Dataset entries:
● ● ● ● ● ● ●

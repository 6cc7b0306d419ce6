use super::{ShellAdapter, ShellType};
use crate::error::SparkError;
use crate::platform::EnvironmentInstaller;
use crate::shell::EnvPatch;
use crate::utils::timestamp;
use std::fs;
use std::io::ErrorKind;
use std::path::PathBuf;
use tracing::{debug, info};

/// Persists environment changes into a shell startup file.
pub struct ShellProfileInstaller {
    shell: ShellType,
    file: PathBuf,
    backup_dir: PathBuf,
}

impl ShellProfileInstaller {
    pub fn new(shell: ShellType, file: PathBuf, backup_dir: PathBuf) -> Self {
        Self {
            shell,
            file,
            backup_dir,
        }
    }

    fn read(&self) -> Result<Option<String>, SparkError> {
        match fs::read_to_string(&self.file) {
            Ok(content) => Ok(Some(content)),
            Err(err) if err.kind() == ErrorKind::NotFound => Ok(None),
            Err(err) => Err(err.into()),
        }
    }

    fn backup(&self) -> Result<PathBuf, SparkError> {
        let name = self
            .file
            .file_name()
            .map(|name| name.to_string_lossy().into_owned())
            .unwrap_or_else(|| "profile".to_string());
        fs::create_dir_all(&self.backup_dir)?;
        let target = self.backup_dir.join(format!("{name}.bak_{}", timestamp()));
        fs::copy(&self.file, &target)?;
        debug!("backed up {} to {}", self.file.display(), target.display());
        Ok(target)
    }

    fn rewrite(&self, edit: impl FnOnce(&ShellAdapter, &str) -> String) -> Result<(), SparkError> {
        let adapter = ShellAdapter::new(self.shell.dialect())?;
        let original = self.read()?;
        let current = original.as_deref().unwrap_or_default();
        let updated = edit(&adapter, current);
        if original.is_some() && updated == current {
            debug!("{} already up to date", self.file.display());
            return Ok(());
        }

        if original.is_some() {
            self.backup()?;
        } else if let Some(parent) = self.file.parent() {
            fs::create_dir_all(parent)?;
        }
        fs::write(&self.file, updated)?;
        info!("updated {}", self.file.display());
        Ok(())
    }
}

impl EnvironmentInstaller for ShellProfileInstaller {
    fn install(&self, patch: &EnvPatch) -> Result<(), SparkError> {
        if patch.is_empty() {
            return Ok(());
        }
        self.rewrite(|adapter, doc| adapter.set_envs(doc, &patch.set_vars, &patch.path_additions))
    }

    fn uninstall(&self, keys: &[String], paths: &[String]) -> Result<(), SparkError> {
        if !self.file.exists() {
            return Ok(());
        }
        self.rewrite(|adapter, doc| adapter.del_envs(doc, keys, paths))
    }

    fn reload_hint(&self) -> String {
        format!("source {}", self.file.display())
    }
}

#[cfg(test)]
mod tests {
    use super::*;

    fn patch() -> EnvPatch {
        let mut patch = EnvPatch::default();
        patch.set("NODE_HOME", "/opt/spark/node");
        patch.add_path("%NODE_HOME%/bin");
        patch
    }

    #[test]
    fn install_backs_up_before_writing() {
        let dir = tempfile::tempdir().expect("tempdir");
        let file = dir.path().join(".bashrc");
        let backups = dir.path().join("backup");
        fs::write(&file, "alias ll='ls -l'\n").expect("seed");

        let installer = ShellProfileInstaller::new(ShellType::Bash, file.clone(), backups.clone());
        installer.install(&patch()).expect("install");

        let content = fs::read_to_string(&file).expect("read");
        assert!(content.starts_with("alias ll='ls -l'\n"));
        assert!(content.contains("export NODE_HOME=/opt/spark/node\n"));

        let saved: Vec<_> = fs::read_dir(&backups).expect("backups").collect();
        assert_eq!(saved.len(), 1);
        let saved = saved[0].as_ref().expect("entry").path();
        assert!(saved.file_name().expect("name").to_string_lossy().starts_with(".bashrc.bak_"));
        assert_eq!(fs::read_to_string(saved).expect("read"), "alias ll='ls -l'\n");
    }

    #[test]
    fn missing_file_is_created_without_backup() {
        let dir = tempfile::tempdir().expect("tempdir");
        let file = dir.path().join(".config/fish/config.fish");
        let backups = dir.path().join("backup");

        let installer = ShellProfileInstaller::new(ShellType::Fish, file.clone(), backups.clone());
        installer.install(&patch()).expect("install");

        assert_eq!(
            fs::read_to_string(&file).expect("read"),
            "set -x NODE_HOME /opt/spark/node\nset -x PATH $NODE_HOME/bin $PATH\n"
        );
        assert!(!backups.exists());
    }

    #[test]
    fn uninstall_reverts_and_skips_unchanged_files() {
        let dir = tempfile::tempdir().expect("tempdir");
        let file = dir.path().join(".zshenv");
        let backups = dir.path().join("backup");
        fs::write(&file, "export EDITOR=vim\n").expect("seed");

        let installer = ShellProfileInstaller::new(ShellType::Zsh, file.clone(), backups.clone());
        installer.install(&patch()).expect("install");
        installer
            .uninstall(&patch().keys(), &patch().path_additions)
            .expect("uninstall");
        assert_eq!(fs::read_to_string(&file).expect("read"), "export EDITOR=vim\n");

        let before = fs::read_dir(&backups).expect("backups").count();
        installer
            .uninstall(&patch().keys(), &patch().path_additions)
            .expect("noop");
        assert_eq!(fs::read_dir(&backups).expect("backups").count(), before);
    }
}
use crate::error::SparkError;
use crate::runtime::Runtime;
use crate::version::{ParsedVersion, VersionRecord};
use std::collections::BTreeMap;
use tracing::debug;

/// Lower-cased alias name to raw version label.
pub type AliasTable = BTreeMap<String, String>;

#[derive(Debug, Clone, Copy, PartialEq, Eq)]
pub struct ResolveOptions {
    /// Pick the newest match; otherwise the earliest.
    pub latest: bool,
    pub lts: bool,
    pub security: bool,
    pub prerelease: bool,
}

impl Default for ResolveOptions {
    fn default() -> Self {
        Self {
            latest: true,
            lts: false,
            security: false,
            prerelease: false,
        }
    }
}

#[derive(Debug, Clone, PartialEq, Eq)]
pub enum VersionSpec {
    Latest,
    /// Newest LTS line, optionally restricted to one codename.
    Lts(Option<String>),
    Exact(String, ParsedVersion),
    Partial(String, ParsedVersion),
}

pub struct Resolver<'a> {
    runtime: &'a dyn Runtime,
    aliases: &'a AliasTable,
    options: ResolveOptions,
}

impl<'a> Resolver<'a> {
    pub fn new(runtime: &'a dyn Runtime, aliases: &'a AliasTable, options: ResolveOptions) -> Self {
        Self {
            runtime,
            aliases,
            options,
        }
    }

    /// Substitutes an alias, falling back to the literal token.
    pub fn substitute(&self, token: &str) -> String {
        let token = token.trim();
        self.aliases
            .get(&token.to_lowercase())
            .filter(|value| !value.is_empty())
            .cloned()
            .unwrap_or_else(|| token.to_string())
    }

    pub fn parse_spec(&self, token: &str) -> Result<VersionSpec, SparkError> {
        let token = self.substitute(token);
        if token.eq_ignore_ascii_case("latest") {
            return Ok(VersionSpec::Latest);
        }
        if token.eq_ignore_ascii_case("lts") {
            return Ok(VersionSpec::Lts(None));
        }
        if let Some(codename) = token.to_lowercase().strip_prefix("lts/") {
            return Ok(VersionSpec::Lts(Some(codename.to_string())));
        }

        let canonical = self.runtime.canonical_tag(&token);
        let parsed = self
            .runtime
            .parse(&canonical)
            .ok_or_else(|| SparkError::InvalidVersion(canonical.clone()))?;
        if parsed.is_partial() {
            Ok(VersionSpec::Partial(canonical, parsed))
        } else {
            Ok(VersionSpec::Exact(canonical, parsed))
        }
    }

    /// Picks one record out of `pool` for `token`. Pure over the pool.
    pub fn resolve(&self, token: &str, pool: &[VersionRecord]) -> Result<VersionRecord, SparkError> {
        let spec = self.parse_spec(token)?;
        debug!("resolving {token} as {spec:?} over {} candidates", pool.len());

        let candidates: Vec<&VersionRecord> = match &spec {
            VersionSpec::Latest => {
                return pool
                    .iter()
                    .max_by(|a, b| a.semantic.cmp(&b.semantic))
                    .cloned()
                    .ok_or_else(|| SparkError::NoMatch(token.to_string()));
            }
            VersionSpec::Exact(canonical, parsed) => {
                let found = pool
                    .iter()
                    .find(|record| record.label == *canonical || record.semantic.version() == parsed.version());
                return Ok(found
                    .cloned()
                    .unwrap_or_else(|| VersionRecord::new(canonical.clone(), parsed.clone())));
            }
            VersionSpec::Lts(codename) => pool
                .iter()
                .filter(|record| match (&record.lts, codename) {
                    (Some(name), Some(wanted)) => name.eq_ignore_ascii_case(wanted),
                    (Some(_), None) => true,
                    (None, _) => false,
                })
                .filter(|record| self.options.prerelease || !record.is_prerelease())
                .filter(|record| !self.options.security || record.security)
                .collect(),
            VersionSpec::Partial(_, parsed) => pool
                .iter()
                .filter(|record| self.accepts(record))
                .filter(|record| parsed.covers(&record.semantic))
                .collect(),
        };

        let chosen = if self.options.latest || matches!(spec, VersionSpec::Lts(_)) {
            candidates.into_iter().max_by(|a, b| a.semantic.cmp(&b.semantic))
        } else {
            candidates.into_iter().min_by(|a, b| a.semantic.cmp(&b.semantic))
        };
        chosen
            .cloned()
            .ok_or_else(|| SparkError::NoMatch(token.to_string()))
    }

    fn accepts(&self, record: &VersionRecord) -> bool {
        if !self.options.prerelease && record.is_prerelease() {
            return false;
        }
        if self.options.lts && !record.is_lts() {
            return false;
        }
        if self.options.security && !record.security {
            return false;
        }
        true
    }
}

#[cfg(test)]
mod tests {
    use super::*;
    use crate::runtime::node::Node;
    use crate::runtime::Platform;

    fn node() -> Node {
        Node::new(Platform::new("linux", "x86_64"))
    }

    fn record(runtime: &Node, label: &str) -> VersionRecord {
        VersionRecord::new(label, runtime.parse(label).expect("valid label"))
    }

    fn pool(runtime: &Node) -> Vec<VersionRecord> {
        ["v1.2.0", "v1.2.1", "v1.3.0-rc1", "v2.0.0"]
            .iter()
            .map(|label| record(runtime, label))
            .collect()
    }

    #[test]
    fn partial_spec_prefers_latest_match_in_range() {
        let runtime = node();
        let aliases = AliasTable::new();
        let resolver = Resolver::new(&runtime, &aliases, ResolveOptions::default());
        let chosen = resolver.resolve("1.2", &pool(&runtime)).expect("match");
        assert_eq!(chosen.label, "v1.2.1");
    }

    #[test]
    fn partial_spec_picks_earliest_when_latest_is_off() {
        let runtime = node();
        let aliases = AliasTable::new();
        let options = ResolveOptions {
            latest: false,
            ..ResolveOptions::default()
        };
        let resolver = Resolver::new(&runtime, &aliases, options);
        let chosen = resolver.resolve("1.2", &pool(&runtime)).expect("match");
        assert_eq!(chosen.label, "v1.2.0");
    }

    #[test]
    fn partial_spec_never_selects_at_or_beyond_upper_bound() {
        let runtime = node();
        let aliases = AliasTable::new();
        let options = ResolveOptions {
            prerelease: true,
            ..ResolveOptions::default()
        };
        let resolver = Resolver::new(&runtime, &aliases, options);
        for spec in ["1", "1.2", "2"] {
            let parsed = runtime.parse(&runtime.canonical_tag(spec)).expect("valid");
            let chosen = resolver.resolve(spec, &pool(&runtime)).expect("match");
            assert!(chosen.semantic.core() < parsed.upper_bound(), "{spec}");
        }
    }

    #[test]
    fn exact_tag_resolves_to_itself_even_outside_the_pool() {
        let runtime = node();
        let aliases = AliasTable::new();
        let resolver = Resolver::new(&runtime, &aliases, ResolveOptions::default());
        let chosen = resolver.resolve("3.1.4", &pool(&runtime)).expect("exact");
        assert_eq!(chosen.label, "v3.1.4");
    }

    #[test]
    fn latest_picks_the_maximum_of_the_pool() {
        let runtime = node();
        let aliases = AliasTable::new();
        let resolver = Resolver::new(&runtime, &aliases, ResolveOptions::default());
        assert_eq!(resolver.resolve("latest", &pool(&runtime)).expect("max").label, "v2.0.0");
    }

    #[test]
    fn aliases_are_case_insensitive_and_substituted_first() {
        let runtime = node();
        let mut aliases = AliasTable::new();
        aliases.insert("stable".to_string(), "v1.2".to_string());
        let resolver = Resolver::new(&runtime, &aliases, ResolveOptions::default());
        assert_eq!(resolver.resolve("Stable", &pool(&runtime)).expect("alias").label, "v1.2.1");
    }

    #[test]
    fn lts_filters_by_flag_and_codename() {
        let runtime = node();
        let aliases = AliasTable::new();
        let mut records = pool(&runtime);
        records[0].lts = Some("Argon".to_string());
        records[1].lts = Some("Boron".to_string());
        let resolver = Resolver::new(&runtime, &aliases, ResolveOptions::default());
        assert_eq!(resolver.resolve("lts", &records).expect("lts").label, "v1.2.1");
        assert_eq!(resolver.resolve("lts/argon", &records).expect("codename").label, "v1.2.0");

        let options = ResolveOptions {
            lts: true,
            ..ResolveOptions::default()
        };
        let resolver = Resolver::new(&runtime, &aliases, options);
        assert!(matches!(resolver.resolve("2", &records), Err(SparkError::NoMatch(_))));
    }

    #[test]
    fn security_flag_narrows_lts_lines() {
        let runtime = node();
        let aliases = AliasTable::new();
        let mut records = pool(&runtime);
        records[0].lts = Some("Argon".to_string());
        records[0].security = true;
        records[1].lts = Some("Argon".to_string());
        let options = ResolveOptions {
            security: true,
            ..ResolveOptions::default()
        };
        let resolver = Resolver::new(&runtime, &aliases, options);
        assert_eq!(resolver.resolve("lts", &records).expect("lts").label, "v1.2.0");
        assert_eq!(resolver.resolve("lts/argon", &records).expect("codename").label, "v1.2.0");

        records[0].security = false;
        assert!(matches!(resolver.resolve("lts", &records), Err(SparkError::NoMatch(_))));
    }

    #[test]
    fn invalid_and_unmatched_specs_fail_distinctly() {
        let runtime = node();
        let aliases = AliasTable::new();
        let resolver = Resolver::new(&runtime, &aliases, ResolveOptions::default());
        assert!(matches!(
            resolver.resolve("banana", &pool(&runtime)),
            Err(SparkError::InvalidVersion(_))
        ));
        assert!(matches!(
            resolver.resolve("7", &pool(&runtime)),
            Err(SparkError::NoMatch(_))
        ));
        assert!(matches!(resolver.resolve("latest", &[]), Err(SparkError::NoMatch(_))));
    }
}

● ● ● ● ● ● ●

■ Work to be completed
Each line above that contains the string "impl" should be identified and copied.

■ Task result
impl ShellProfileInstaller {
    fn rewrite(&self, edit: impl FnOnce(&ShellAdapter, &str) -> String) -> Result<(), SparkError> {
impl EnvironmentInstaller for ShellProfileInstaller {
impl Default for ResolveOptions {
impl<'a> Resolver<'a> {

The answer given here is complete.